Matt Jones, co-chair of the IPBES Business and Biodiversity Assessment and Chief Impact Officer at IBAT Alliance partner UNEP-WCMC, explains how businesses should act on a ground-breaking assessment.
For businesses, healthy biodiversity and functioning ecosystems services are foundational to resilience, risk management and business continuity, yet that hasn’t always been well understood. Now, that situation is changing. We’re seeing more corporations engage with biodiversity as a concept and initiatives designed to help address the problems caused by biodiversity loss.
I recently had the privilege of working on the first globally authoritative assessment of the methods to assess the impact and dependence of businesses on biodiversity. As one of three co-chairs of the Intergovernmental Science-Policy Platform on Biodiversity and Ecosystem Services (IPBES) Business and Biodiversity Assessment, I collaborated with 80 experts from 35 countries, including communities and individuals holding Indigenous and local knowledge.
The publication of the assessment was a landmark moment. Its central findings were agreed by over 150 governments that met in Manchester in February of this year and went line by line, word by word, page by page, through the assessment’s Summary for Policymakers.
Every single business, everywhere on the planet, impacts and depends on biodiversity. Consider the ecosystem services we rely upon such as clean air and water, healthy soil – all of these are underpinned by healthy habitats, thriving species and protected areas. As a result of the relationships that businesses have, every business has the potential to be an agent of positive change.
Where to start: making informed decisions for nature
The findings of the Business and Biodiversity Assessment are clear: businesses need to assess their impacts and dependencies consistently and appropriately, and assess which method works best on the basis of three things.
First, is coverage: does the method address the aspects being measured? Does it have the right geographic and temporal coverage to answer the specific question?
Second is accuracy: Sometimes all that’s needed is an answer that is what might be termed directionally correct: a method that can adequately show that of two options, one is better than the other. For example, if there is a choice between two suppliers or where to site a new operation, this does not require a perfect answer, so long as the difference between those two options is clear.
Third: is the method responsive? Will it help understand change on the ground when necessary? Will it show changes in the state of nature? This can be vital information if a business is making an intervention intended to restore an ecosystem, or manage their use of natural resources within sustainable limits.
For businesses looking for a starting point, tools like IBAT respond to the needs and requirements recognised in the IPBES framework for choosing methods. IBAT directly contributes to decision-making by making authoritative biodiversity data usable and comparable on a global scale.
Understanding knowledge gaps
A huge amount of data, information and knowledge is already available, but it can be difficult to know where to begin. Better decisions can be made by engaging with existing science, evidence and Indigenous and local knowledge, and learning from different ways of thinking about our relationship with nature. That might entail learning from the models adopted by businesses that have strong connections to the culture and worldviews of Indigenous Peoples and local communities.

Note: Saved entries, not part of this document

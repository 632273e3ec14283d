use std::{collections::HashMap, future::Future};

use futures_util::{FutureExt as _, future::BoxFuture};
use roost_core::{
  job::JobKind,
  store::{ContentStore, JobStore},
};
use serde_json::Value;

use crate::{Result, context::JobContext, handlers};

/// A boxed handler: one delivery of one job.
pub type HandlerFn<S> = Box<
  dyn Fn(JobContext<S>, Value) -> BoxFuture<'static, Result<()>>
    + Send
    + Sync,
>;

/// Maps each [`JobKind`] to the code that runs it.
pub struct HandlerRegistry<S> {
  handlers: HashMap<JobKind, HandlerFn<S>>,
}

impl<S> HandlerRegistry<S>
where
  S: JobStore + ContentStore + Clone + Send + Sync + 'static,
{
  pub fn new() -> Self {
    Self {
      handlers: HashMap::new(),
    }
  }

  /// A registry with all five built-in handlers.
  pub fn builtin() -> Self {
    let mut registry = Self::new();
    registry.register(JobKind::FetchPosts, handlers::fetch_posts);
    registry.register(JobKind::FetchComments, handlers::fetch_comments);
    registry.register(JobKind::AnalyzeSentiment, handlers::analyze_sentiment);
    registry.register(JobKind::RefreshTokens, handlers::refresh_tokens);
    registry.register(JobKind::CleanupData, handlers::cleanup_data);
    registry
  }

  /// Register (or replace) the handler for one kind.
  pub fn register<F, Fut>(&mut self, kind: JobKind, handler: F)
  where
    F: Fn(JobContext<S>, Value) -> Fut + Send + Sync + 'static,
    Fut: Future<Output = Result<()>> + Send + 'static,
  {
    self.handlers.insert(
      kind,
      Box::new(move |ctx, payload| handler(ctx, payload).boxed()),
    );
  }

  pub fn get(&self, kind: JobKind) -> Option<&HandlerFn<S>> {
    self.handlers.get(&kind)
  }
}

impl<S> Default for HandlerRegistry<S>
where
  S: JobStore + ContentStore + Clone + Send + Sync + 'static,
{
  fn default() -> Self {
    Self::new()
  }
}
//! The built-in job handlers, one module per [`JobKind`].
//!
//! Handlers are free functions over any store implementing both store
//! traits. Each receives a cloned [`JobContext`] and its job's raw payload,
//! and returns the error that should be recorded on the job row.
//!
//! [`JobKind`]: roost_core::job::JobKind
//! [`JobContext`]: crate::context::JobContext

mod analyze_sentiment;
mod cleanup_data;
mod fetch_comments;
mod fetch_posts;
mod refresh_tokens;

pub use self::{
  analyze_sentiment::{AnalyzeSentimentPayload, analyze_sentiment},
  cleanup_data::cleanup_data,
  fetch_comments::{FetchCommentsPayload, fetch_comments},
  fetch_posts::{FetchPostsPayload, fetch_posts},
  refresh_tokens::refresh_tokens,
};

The assessment shows that there are many tools, including IBAT that can help enable this broader transformation. While no single tool meets every need, IBAT is valuable when used appropriately alongside other approaches. For example, by helping stakeholders understand and engage with the concept of biodiversity risk early on in decision-making, supports comparison and prioritisation, and helps normalise biodiversity considerations in everyday business decisions.
Reducing risk by protecting the future
We can create an enabling environment where activities and decisions that are harmful to biodiversity come to an end. In this environment, businesses transition towards activities, actions and decisions that are compatible with a just and sustainable future. Crucially, this benefits not only the businesses themselves, as what is profitable for a business is good for society and nature.
One of the most empowering threads that runs through the IPBES Business and Biodiversity Assessment is that if businesses have the potential to be agents of positive change, then it follows that those working in business, or with businesses can be too. The findings are clear: the current pace of change isn’t working, but it is within our power to alter it.